MIAMI-DADE COUNTY COMMISSION HONORS PRINCE EMMANUEL ABIODUN ADERELE AND LUIS EZEQUIEL TORRES
The Miami-Dade County Commission recently honored Prince Emmanuel Abiodun Aderele, Luis Ezequiel Torres and Community Builders Holistic Development Corporation for facilitating a cultural collaboration at the National Endowment for the Arts /National Council for the Traditional Arts 2010 National Honors Awards Ceremony and Concert. The collaboration included performances at the Library of Congress and the Great Hall at Strathmore.
Prince Emmanuel Abiodun Aderele is a native of Nigeria West Africa the Grandson of His Royal Highness Oba Rufus Adesokeji Aderele Osemawe of Ondoland, Tewogboye II one of the longest reigning Kings in the Yoruba Kingdom of West Africa (32 years). The Prince is the International Artist in Residence at the Osun's Village and African Caribbean Cultural Art Corridor, a project of Community Builders Holistic Development Corporation, whose mission is to establish International Artist/Community Exchange Programs that facilitate International Trade and Global Understanding and reinforce the significance of Ancient Traditional art and culture.
The initiative focuses on the preservation of the traditional cultural heritage of South Florida's African and Caribbean Diaspora communities.

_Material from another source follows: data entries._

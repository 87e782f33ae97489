use std::collections::{BTreeMap, HashMap};
use std::fmt;
use std::rc::Rc;
use std::sync::Arc;

use serde_json::Value;

use super::property::{Property, PropertySpec};
use super::script::{ComponentScript, Method};
use crate::expr::Fields;
use crate::runtime::ComponentContext;
use crate::template::Blueprint;

/// Everything needed to create instances of one custom element.
///
/// Built with chained setters and handed to
/// [`Runtime::define`](crate::Runtime::define):
///
/// ```rust
/// use enso::{ComponentDefinition, PropertySpec, Registry};
/// use serde_json::json;
///
/// let registry = Registry::new();
/// let template = registry
///     .compile(r#"<button @click="increment">{{ this.count }}</button>"#)
///     .unwrap();
///
/// let counter = ComponentDefinition::new("x-counter", template)
///     .property("count", PropertySpec::value(0))
///     .method("increment", |cx| {
///         let next = cx.get("count").and_then(|v| v.as_i64()).unwrap_or(0) + 1;
///         cx.set("count", json!(next));
///     });
/// assert!(counter.has_method("increment"));
/// ```
#[derive(Clone)]
pub struct ComponentDefinition {
    tag: String,
    blueprint: Rc<Blueprint>,
    properties: BTreeMap<String, Property>,
    styles: Vec<String>,
    expose: Arc<BTreeMap<String, Value>>,
    methods: HashMap<String, Method>,
    script: Option<Rc<dyn ComponentScript>>,
    use_shadow: bool,
}

impl ComponentDefinition {
    pub fn new(tag: impl Into<String>, blueprint: Rc<Blueprint>) -> Self {
        Self {
            tag: tag.into(),
            blueprint,
            properties: BTreeMap::new(),
            styles: Vec::new(),
            expose: Arc::default(),
            methods: HashMap::new(),
            script: None,
            use_shadow: true,
        }
    }

    /// Declares a reactive property.
    pub fn property(mut self, name: impl Into<String>, spec: PropertySpec) -> Self {
        let name = name.into();
        let property = Property::resolve(&name, spec);
        self.properties.insert(name, property);
        self
    }

    /// Adds a style sheet.
    pub fn styles(mut self, sheet: impl Into<String>) -> Self {
        self.styles.push(sheet.into());
        self
    }

    /// Makes a value visible to template expressions under `name`.
    pub fn expose(mut self, name: impl Into<String>, value: impl Into<Value>) -> Self {
        Arc::make_mut(&mut self.expose).insert(name.into(), value.into());
        self
    }

    /// Registers a method for event handlers.
    pub fn method<F>(mut self, name: impl Into<String>, method: F) -> Self
    where
        F: Fn(&mut ComponentContext<'_>) + 'static,
    {
        self.methods.insert(name.into(), Rc::new(method));
        self
    }

    pub fn script(mut self, script: impl ComponentScript + 'static) -> Self {
        self.script = Some(Rc::new(script));
        self
    }

    /// Renders into a separate root instead of the host element itself.
    /// Defaults to `true`.
    pub fn use_shadow(mut self, use_shadow: bool) -> Self {
        self.use_shadow = use_shadow;
        self
    }

    pub fn tag(&self) -> &str {
        &self.tag
    }

    pub fn blueprint(&self) -> &Rc<Blueprint> {
        &self.blueprint
    }

    pub fn properties(&self) -> impl Iterator<Item = &Property> {
        self.properties.values()
    }

    pub fn property_named(&self, name: &str) -> Option<&Property> {
        self.properties.get(name)
    }

    /// The attribute property observing `attribute`, matched case-insensitively.
    pub fn attribute_property(&self, attribute: &str) -> Option<&Property> {
        self.properties
            .values()
            .find(|prop| prop.attribute.is_some() && prop.name.eq_ignore_ascii_case(attribute))
    }

    pub fn style_sheets(&self) -> &[String] {
        &self.styles
    }

    pub fn exposed(&self) -> &BTreeMap<String, Value> {
        &self.expose
    }

    pub(crate) fn exposed_fields(&self) -> Fields {
        Fields::new(Arc::clone(&self.expose))
    }

    pub fn has_method(&self, name: &str) -> bool {
        self.methods.contains_key(name)
    }

    pub fn method_named(&self, name: &str) -> Option<Method> {
        self.methods.get(name).cloned()
    }

    pub fn script_hooks(&self) -> Option<Rc<dyn ComponentScript>> {
        self.script.clone()
    }

    pub fn uses_shadow(&self) -> bool {
        self.use_shadow
    }
}

impl fmt::Debug for ComponentDefinition {
    fn fmt(&self, f: &mut fmt::Formatter<'_>) -> fmt::Result {
        let mut methods: Vec<&String> = self.methods.keys().collect();
        methods.sort();
        f.debug_struct("ComponentDefinition")
            .field("tag", &self.tag)
            .field("properties", &self.properties)
            .field("styles", &self.styles.len())
            .field("expose", &self.expose)
            .field("methods", &methods)
            .field("script", &self.script.is_some())
            .field("use_shadow", &self.use_shadow)
            .finish()
    }
}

It will ultimately drive tourism, trade and commerce while providing pathways to develop communities economically
2010 National Council of Traditional Arts Folk Heritage honoree Ezequiel Torres, a master of the making and playing of the Afro-Cuban Bata drums used for the Orisha (the traditional religion of the Yoruba people of West Africa), found it befitting to showcase the talents of Prince Emmanuel Abiodun Aderele from Nigeria's Yoruba Kingdom, a carrier of the intangible living cultural heritage of his Yoruba ancestors.
Torres and Prince Aderele's recent collaboration during the 2010 NEA Heritage Fellows Concert at Strathmore, demonstrated the cultural bridge that preserved the sacred music, song and dance of the Yoruba Orisha. Despite the travesty of the transatlantic slave trade, the customs and Yoruba Orisha traditions traveled from Africa and have been preserved throughout the Diaspora.
Think of two African brothers, separated from birth because of slavery -- one raised in Africa, one raised in Cuba, and then reunited. These individuals honor their ANCESTORS by proving that despite slavery, and attempts at cultural ethnic cleansing, they will continue to honor their heritage and their cultural spiritual traditions.